No matter how efficient your business is, there is an overhead floor. There is a cost to doing business and even Amazon must pay it to keep doing business. So if they can't raise their prices how do they meet that floor? The same way Walmart does, by pressuring its vendors for more advantageous contracts. Hachette just happens to be, for whatever reason, the latest vendor to feel Amazon's pressure. To anyone following Amazon's progress to “Walmart of the Internet” this should not be a surprise. To anyone with a basic understanding of retail economics, this should not be a surprise. Really, anyone who takes a second to think about Amazon's discounts, shouldn't be surprised either. If there is anything surprising at all about this most recent conflict its that the public hasn't heard about more of them.
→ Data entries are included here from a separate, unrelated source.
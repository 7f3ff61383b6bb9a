/// Id de la fuente GeoJSON con las canchas
pub const COURTS_SOURCE_ID: &str = "basketball-courts";

/// Capa de círculos (única capa interactiva)
pub const COURTS_CIRCLE_LAYER_ID: &str = "basketball-courts-circles";

/// Capa de etiquetas con el nombre de cada cancha
pub const COURTS_LABEL_LAYER_ID: &str = "basketball-courts-labels";

// Estilo de los marcadores
pub const MARKER_RADIUS: f64 = 8.0;
pub const MARKER_COLOR: &str = "#FF5733";
pub const MARKER_STROKE_WIDTH: f64 = 2.0;
pub const MARKER_STROKE_COLOR: &str = "#FFFFFF";

// Estilo de las etiquetas
pub const LABEL_FONT: &[&str] = &["Open Sans Semibold", "Arial Unicode MS Bold"];
pub const LABEL_SIZE: f64 = 12.0;
pub const LABEL_OFFSET: [f64; 2] = [0.0, 1.25];
pub const LABEL_ANCHOR: &str = "top";
pub const LABEL_COLOR: &str = "#333333";
pub const LABEL_HALO_COLOR: &str = "#FFFFFF";
pub const LABEL_HALO_WIDTH: f64 = 1.0;

// Cursor sobre la capa de canchas
pub const CURSOR_POINTER: &str = "pointer";
pub const CURSOR_DEFAULT: &str = "";

// Mensajes para el banner de error
pub const MISSING_TOKEN_MESSAGE: &str =
    "Mapbox access token is missing. Please check your environment variables.";
pub const MAP_LOAD_ERROR_MESSAGE: &str = "Failed to load the map. Please try again later.";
This is the natural consequence of a business model based entirely on market share with unsustainably low prices. The result is like milfoil in a pond; Amazon is sucking the money publishing needs to survive out of publishing.

Sorry, today is my day off from crippling cynicism.
But that money goes to the consumer right? And if it's good for the customer, it's good for the economy, right? You'll spend the money you save through cheap books on Amazon, elsewhere, right? When Amazon pays its vendors less, everyone downstream makes less. (Have you heard about the shrinking author advance?) When Amazon pays its employees less, every economy impacted by those employees has less wealth. Though you personally might economically benefit from Amazon's low prices in the short term, and might reinvest those savings in other aspects of your local economy, that money came from somewhere. At best, Amazon's (and Walmart's) cheap prices are a zero sum gain for the economy, but more realistically, they starve states and municipalities of tax dollars, pull money out of the economy into Bezos' space alien death laser compound, and deprive a primary, fundamental, vital mechanism of human expression the resources needed to publicize and distribute that human expression.

Unless something changes, Hachette will not be the last publisher stressed by Amazon. Even if Hachette “wins” this particular conflict, Amazon will just pressure some other publisher when that contract comes up. How would something change? Ideally, Amazon would start acting like it is a member of society, but I don't see that happening any time soon. Even less likely, is the use of existing federal anti-trust regulation to stop Amazon's predatory pricing. So, again, it comes down to readers thinking in the slightly-longer-than-short-term and shopping elsewhere, at least some of the time. Now seems like a pretty good opportunity to start. If Amazon is telling you there is a three-week wait time on a popular book, go to IndieBound and buy it from an independent bookstore. You'll get the book faster, you'll buy it from a company that acts like its a member of human society, and you'll help support the publishing industry as a whole. Of course, the whole success of this strategy is based on readers thinking through the consequences of their actions more than one step removed. Readers are still people, and if our attitude towards human driven climate change is any indication, even just one step removed is apparently too much to ask.